** DATA TO PROCESS follows **

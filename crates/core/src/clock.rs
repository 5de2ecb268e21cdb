//! Clock abstraction for testable time handling.

use parking_lot::Mutex;
use std::sync::Arc;
use std::time::{Duration, SystemTime, UNIX_EPOCH};

/// Current wall-clock time as epoch milliseconds.
pub fn epoch_ms_now() -> u64 {
    SystemTime::now().duration_since(UNIX_EPOCH).unwrap_or_default().as_millis() as u64
}

/// A clock that provides the current time.
///
/// All policy arithmetic runs on epoch milliseconds so that a fake clock can
/// drive retry and timeout decisions deterministically.
pub trait Clock: Clone + Send + Sync + 'static {
    fn epoch_ms(&self) -> u64;
}

/// Real system clock.
#[derive(Clone, Copy, Default)]
pub struct SystemClock;

impl Clock for SystemClock {
    fn epoch_ms(&self) -> u64 {
        epoch_ms_now()
    }
}

/// Fake clock for testing with controllable time.
#[derive(Clone)]
pub struct FakeClock {
    epoch_ms: Arc<Mutex<u64>>,
}

impl FakeClock {
    pub fn new() -> Self {
        Self { epoch_ms: Arc::new(Mutex::new(1_000_000)) }
    }

    /// Advance the clock by the given duration.
    pub fn advance(&self, duration: Duration) {
        *self.epoch_ms.lock() += duration.as_millis() as u64;
    }

    /// Set the epoch milliseconds value.
    pub fn set_epoch_ms(&self, ms: u64) {
        *self.epoch_ms.lock() = ms;
    }
}

impl Default for FakeClock {
    fn default() -> Self {
        Self::new()
    }
}

impl Clock for FakeClock {
    fn epoch_ms(&self) -> u64 {
        *self.epoch_ms.lock()
    }
}

#[cfg(test)]
#[path = "clock_tests.rs"]
mod tests;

** End of DATA TO PROCESS **

WHAT IS EXPECTED
For the entries above, say how many lines contain the word "FakeClock", giving the number alone.

EXERCISE SOLUTION
4